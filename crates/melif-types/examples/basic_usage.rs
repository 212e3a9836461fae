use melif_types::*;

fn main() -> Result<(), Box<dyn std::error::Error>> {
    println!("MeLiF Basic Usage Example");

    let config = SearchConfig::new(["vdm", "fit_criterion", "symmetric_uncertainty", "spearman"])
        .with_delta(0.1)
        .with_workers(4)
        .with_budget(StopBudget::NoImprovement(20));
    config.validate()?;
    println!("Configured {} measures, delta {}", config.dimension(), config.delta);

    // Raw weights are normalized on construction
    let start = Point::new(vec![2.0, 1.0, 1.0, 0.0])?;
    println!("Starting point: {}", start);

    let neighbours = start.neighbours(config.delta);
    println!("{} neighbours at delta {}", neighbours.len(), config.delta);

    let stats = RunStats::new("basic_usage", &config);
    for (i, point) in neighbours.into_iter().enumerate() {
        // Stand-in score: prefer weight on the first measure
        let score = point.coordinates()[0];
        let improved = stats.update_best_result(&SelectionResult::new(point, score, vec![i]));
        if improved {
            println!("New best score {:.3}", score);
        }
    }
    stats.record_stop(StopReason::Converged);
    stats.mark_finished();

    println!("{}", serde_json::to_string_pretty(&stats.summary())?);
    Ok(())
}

****************************************

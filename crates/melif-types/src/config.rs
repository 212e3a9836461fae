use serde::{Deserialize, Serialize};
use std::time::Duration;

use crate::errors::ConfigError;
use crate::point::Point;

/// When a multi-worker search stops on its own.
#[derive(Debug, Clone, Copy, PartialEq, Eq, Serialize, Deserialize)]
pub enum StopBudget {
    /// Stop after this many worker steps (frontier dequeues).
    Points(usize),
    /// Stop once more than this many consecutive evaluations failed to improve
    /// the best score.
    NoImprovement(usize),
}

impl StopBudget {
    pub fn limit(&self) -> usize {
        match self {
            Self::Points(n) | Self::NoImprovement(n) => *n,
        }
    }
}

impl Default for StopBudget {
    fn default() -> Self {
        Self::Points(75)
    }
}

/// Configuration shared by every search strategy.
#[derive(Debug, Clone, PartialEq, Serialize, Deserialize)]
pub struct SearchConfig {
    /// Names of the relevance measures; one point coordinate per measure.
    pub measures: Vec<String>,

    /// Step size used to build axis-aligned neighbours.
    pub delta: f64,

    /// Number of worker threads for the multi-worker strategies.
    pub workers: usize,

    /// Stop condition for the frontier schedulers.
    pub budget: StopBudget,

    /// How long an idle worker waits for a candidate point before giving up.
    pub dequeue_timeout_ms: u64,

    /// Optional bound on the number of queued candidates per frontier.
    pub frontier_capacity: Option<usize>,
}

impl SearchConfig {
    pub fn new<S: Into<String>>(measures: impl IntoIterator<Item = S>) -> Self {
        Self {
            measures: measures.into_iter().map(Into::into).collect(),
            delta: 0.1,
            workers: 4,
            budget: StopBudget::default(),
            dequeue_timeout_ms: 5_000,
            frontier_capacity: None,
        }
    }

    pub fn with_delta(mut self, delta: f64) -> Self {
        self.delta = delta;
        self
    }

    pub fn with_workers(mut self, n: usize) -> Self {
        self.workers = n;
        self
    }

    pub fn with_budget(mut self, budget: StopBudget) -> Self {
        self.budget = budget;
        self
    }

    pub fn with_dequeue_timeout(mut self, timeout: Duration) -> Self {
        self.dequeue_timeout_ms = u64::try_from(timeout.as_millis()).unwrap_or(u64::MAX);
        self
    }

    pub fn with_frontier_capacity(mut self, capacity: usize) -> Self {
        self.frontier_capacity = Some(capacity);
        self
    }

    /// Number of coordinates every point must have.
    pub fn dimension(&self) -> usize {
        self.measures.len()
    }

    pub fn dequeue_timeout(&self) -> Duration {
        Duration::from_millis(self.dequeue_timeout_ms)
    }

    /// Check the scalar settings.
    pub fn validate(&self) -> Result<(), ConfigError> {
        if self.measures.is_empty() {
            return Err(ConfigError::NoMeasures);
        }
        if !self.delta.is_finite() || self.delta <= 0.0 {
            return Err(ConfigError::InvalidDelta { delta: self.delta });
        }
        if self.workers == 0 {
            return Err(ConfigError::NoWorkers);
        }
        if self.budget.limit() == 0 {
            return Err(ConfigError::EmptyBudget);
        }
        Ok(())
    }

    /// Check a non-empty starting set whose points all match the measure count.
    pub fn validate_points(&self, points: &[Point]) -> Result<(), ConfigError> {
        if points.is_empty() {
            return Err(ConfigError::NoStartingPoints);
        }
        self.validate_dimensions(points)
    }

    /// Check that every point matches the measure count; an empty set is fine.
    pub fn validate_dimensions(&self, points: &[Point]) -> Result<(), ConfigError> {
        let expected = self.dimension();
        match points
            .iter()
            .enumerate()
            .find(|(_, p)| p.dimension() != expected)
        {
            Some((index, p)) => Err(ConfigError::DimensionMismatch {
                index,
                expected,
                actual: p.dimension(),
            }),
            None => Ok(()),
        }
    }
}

****************************************

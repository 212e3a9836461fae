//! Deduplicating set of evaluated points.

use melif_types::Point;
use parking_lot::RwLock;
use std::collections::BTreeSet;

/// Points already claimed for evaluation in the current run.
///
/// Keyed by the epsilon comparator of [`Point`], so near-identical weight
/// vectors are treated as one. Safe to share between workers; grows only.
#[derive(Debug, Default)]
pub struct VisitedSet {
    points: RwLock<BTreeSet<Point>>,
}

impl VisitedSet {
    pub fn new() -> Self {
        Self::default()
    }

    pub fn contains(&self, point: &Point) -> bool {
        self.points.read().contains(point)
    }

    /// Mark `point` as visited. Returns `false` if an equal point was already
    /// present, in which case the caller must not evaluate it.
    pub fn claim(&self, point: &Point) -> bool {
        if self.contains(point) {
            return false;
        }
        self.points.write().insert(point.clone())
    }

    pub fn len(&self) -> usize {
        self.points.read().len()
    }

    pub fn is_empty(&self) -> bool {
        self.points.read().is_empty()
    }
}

****************************************

### Exercise
Retype only this portion of the data above: the line containing "the frontier schedulers.", the line containing "pub fn with_dequeue_timeout(mut", and all lines between them, exactly.

### Response to the exercise
    /// Stop condition for the frontier schedulers.
    pub budget: StopBudget,

    /// How long an idle worker waits for a candidate point before giving up.
    pub dequeue_timeout_ms: u64,

    /// Optional bound on the number of queued candidates per frontier.
    pub frontier_capacity: Option<usize>,
}

impl SearchConfig {
    pub fn new<S: Into<String>>(measures: impl IntoIterator<Item = S>) -> Self {
        Self {
            measures: measures.into_iter().map(Into::into).collect(),
            delta: 0.1,
            workers: 4,
            budget: StopBudget::default(),
            dequeue_timeout_ms: 5_000,
            frontier_capacity: None,
        }
    }

    pub fn with_delta(mut self, delta: f64) -> Self {
        self.delta = delta;
        self
    }

    pub fn with_workers(mut self, n: usize) -> Self {
        self.workers = n;
        self
    }

    pub fn with_budget(mut self, budget: StopBudget) -> Self {
        self.budget = budget;
        self
    }

    pub fn with_dequeue_timeout(mut self, timeout: Duration) -> Self {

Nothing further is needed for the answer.